# Little bit of Algea PANIC MODE!



## EnderUK (3 Apr 2014)

Well not really, noticed yesterday a little bit of BBA and some green spot algae (might be green dust algae) on the root in my main tank. Nothing I'm really concerned with since the tank is going to be on a soft black out next week when I go on holiday anyways.

When I get back I'll knock the photoperiod back down to 6 hours, double check the co2 levels on lights on, keep up full EI dosage, dreadage out the old catappa leaves, do a nice clean. make sure the lass keeps to the 30 second feed rule, blah blah blah.

Now I'm just wondering if a bit of algea on the hardscape is that big a deal? Plants all seem pretty healthy, bit of GSA on the anubias but apart from that. I kind of think that the algae weathers the hardscape a bit, what would happen if I leave it on there, would it start spreading to everything else? killing the plants? ruining my tank?

Can algae be part of a balanced tank?


----------



## Rob P (3 Apr 2014)

They're the two I found after a relatively good period of time with none. I put it down to messing too much with injection rate and plant mass increasing susbtantially therefore reducing flow (and too much light lol).  

Couple of things that may help, up your KH2PO4 inclusion if dosing EI ferts as this can help GSA and give your filter regular proper cleans (to help keep maximum flow and cleanliness) and keep your co2 stable. Since i've upped my fert and clean filter every 2/3 weeks as well as settled on a good co2 rate i've not seen it return after removing affected leaves etc. Spot dose the BBA on the wood or get some SAE fish if tank size allows.

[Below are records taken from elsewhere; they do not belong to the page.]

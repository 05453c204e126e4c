//! # fapisd — fapis daemon
//!
//! Composition root that reads a controller config and declares its fapis.
//!
//! ## Responsibilities
//! - Load settings (`fapisd.toml`, env vars, first CLI argument)
//! - Install the `tracing` subscriber
//! - Read and parse the controller JSON file
//! - Wire `FapisService` with the in-process host and controller
//! - Declare every fapi, start them, log a summary
//!
//! ## Dependency rule
//! This is the **only** crate that depends on all other crates.
//! It is the wiring layer — no domain logic belongs here.

mod config;

use std::sync::Arc;

use anyhow::Context;
use fapis_adapter_virtual::{TracingDispatcher, VirtualController, VirtualHost};
use fapis_app::services::fapis_service::FapisService;
use fapis_domain::control::ControlConfig;
use fapis_domain::lifecycle::ApiState;
use tracing_subscriber::EnvFilter;

use crate::config::Config;

fn main() -> anyhow::Result<()> {
    let mut config = Config::load().context("loading fapisd settings")?;
    if let Some(file) = std::env::args_os().nth(1) {
        config.override_control_file(file);
    }

    tracing_subscriber::fmt()
        .with_env_filter(EnvFilter::new(&config.logging.filter))
        .init();

    let path = &config.control.file;
    let text = std::fs::read_to_string(path)
        .with_context(|| format!("reading controller config {}", path.display()))?;
    let mut control = ControlConfig::from_json(&text)
        .with_context(|| format!("parsing controller config {}", path.display()))?;
    let (section, fapis) = control.take_section(&config.control.section);

    // Host and control layer
    let host = VirtualHost::new(config.host.main_api.clone());
    let controller = Arc::new(VirtualController::default());
    let service = FapisService::new(
        Arc::clone(&controller),
        controller,
        Arc::new(TracingDispatcher),
    );

    let report = service.configure(&host, section, fapis);
    let started = host.start_all();

    let loaded = started
        .iter()
        .filter(|(_, state)| *state == ApiState::Loaded)
        .count();
    tracing::info!(
        controller = %control.metadata.uid,
        declared = report.declared().count(),
        rejected = report.rejected().count(),
        loaded,
        failed = started.len() - loaded,
        "fapis ready"
    );
    for (name, state) in &started {
        let verbs = host.verbs(name).unwrap_or_default();
        tracing::info!(api = %name, %state, verbs = verbs.len(), "api");
    }

    Ok(())
}
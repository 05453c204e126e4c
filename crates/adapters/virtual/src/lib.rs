//! # fapis-adapter-virtual
//!
//! In-process implementations of the host and control-layer ports, for
//! demos and end-to-end tests.
//!
//! ## Provided adapters
//!
//! | Type | Port(s) | Behaviour |
//! |------|---------|-----------|
//! | [`VirtualHost`] | `ApiHost`, `LiveApi` | Keeps declared APIs in memory, runs loaders on `start`, forwards events |
//! | [`VirtualController`] | `PluginConfigurator`, `VerbRegistrar` | Checks `libs`, records configs, adds verbs to the API |
//! | [`TracingDispatcher`] | `EventDispatcher` | Logs every event |
//!
//! ## Dependency rule
//!
//! Depends on `fapis-app` (port traits) and `fapis-domain` only.

mod controller;
mod dispatcher;
mod host;

pub use controller::{VerbDefinition, VirtualController};
pub use dispatcher::TracingDispatcher;
pub use host::{ReportedError, VerbInfo, VirtualApi, VirtualHost};
//! API event — a notification delivered to an API's event dispatcher.

use chrono::{DateTime, Utc};

/// UTC timestamp attached to events.
pub type Timestamp = DateTime<Utc>;

/// A named event with a JSON payload.
#[derive(Debug, Clone, PartialEq)]
pub struct ApiEvent {
    /// Full event name, usually `<api>/<event>`.
    pub name: String,
    pub data: serde_json::Value,
    pub received_at: Timestamp,
}

impl ApiEvent {
    /// Create an event stamped with the current time.
    #[must_use]
    pub fn new(name: impl Into<String>, data: serde_json::Value) -> Self {
        Self {
            name: name.into(),
            data,
            received_at: Utc::now(),
        }
    }
}

impl std::fmt::Display for ApiEvent {
    fn fmt(&self, f: &mut std::fmt::Formatter<'_>) -> std::fmt::Result {
        f.write_str(&self.name)
    }
}

#[cfg(test)]
mod tests {
    use serde_json::json;

    use super::*;

    #[test]
    fn should_stamp_event_with_current_time() {
        let before = Utc::now();
        let event = ApiEvent::new("audio/volume", json!({"level": 3}));
        assert!(event.received_at >= before);
        assert!(event.received_at <= Utc::now());
    }

    #[test]
    fn should_display_event_name() {
        let event = ApiEvent::new("audio/volume", json!(null));
        assert_eq!(event.to_string(), "audio/volume");
        assert!(event.data.is_null());
    }
}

I also turned my lights down.

Cheers,
Rob


----------



## kirk (3 Apr 2014)

EnderUK, now I don't see it a major problem as long as you don't panic and do the realy stupid thing I did not that long ago and destroy the whole scape, good clean reduce light hoover up like you said is the way. Rob,   I think you have out lined my current problems, too much messing around with things.    Wouldn't mind the plant mass increase mind.  As this algae stuff is easy to grow who's going to be brave and set a tank up pure algae based scape? I'd love to see one it could be the new thing, one thing we are all good at growing. Algae can be attractive too.


----------



## EnderUK (3 Apr 2014)

Well that's the thing can it be part of the hardscape without taking over the tank. I think it adds a sense of age and Im not one to have a clean looking tank. The panic mode was a joke, im pretty sure the soft blackout I am going to do anyway will solve ut.

Sent from my Radar C110e using Tapatalk


----------



## Mr. Teapot (3 Apr 2014)

Quite agree with algae looking good when everything else is tip top. These rocks look lovely.

I'm right in thinking this is your tank?


----------



## Edvet (3 Apr 2014)

No no no, take some water from your tank, run to the nearest shop that sells fish, unboubtedly they will have a testkit (opened and sitting on a warm spot for 4 months already), The nice man will tell you you doing it all wrong. You have to many nitrates!, You need more light, and you need to test more. Luckily he can sell you all these things, resin to take aways those nasty toxins, new fixtures so you have enough light to grow oplants, and expensive bottles of magic concontions to clean your water. Now : gogogogogo


----------



## kirk (3 Apr 2014)

When my tank has looked it's best it's had algae, Im frightened to say too much incase ceg turns up and I feel like making for the door. Only joking where is Clive these days? I like reading his posts/ comments


----------



## Rob P (3 Apr 2014)

Mr. Teapot said:


>



You see i'd give my left arm for that lol. How can people grow plants so close together where the middles don't fall apart through lack of light/flow/co2 is beyond me lol.[DOUBLEPOST=1396538026][/DOUBLEPOST]





kirk said:


> Rob,   I think you have out lined my current problems, too much messing around with things.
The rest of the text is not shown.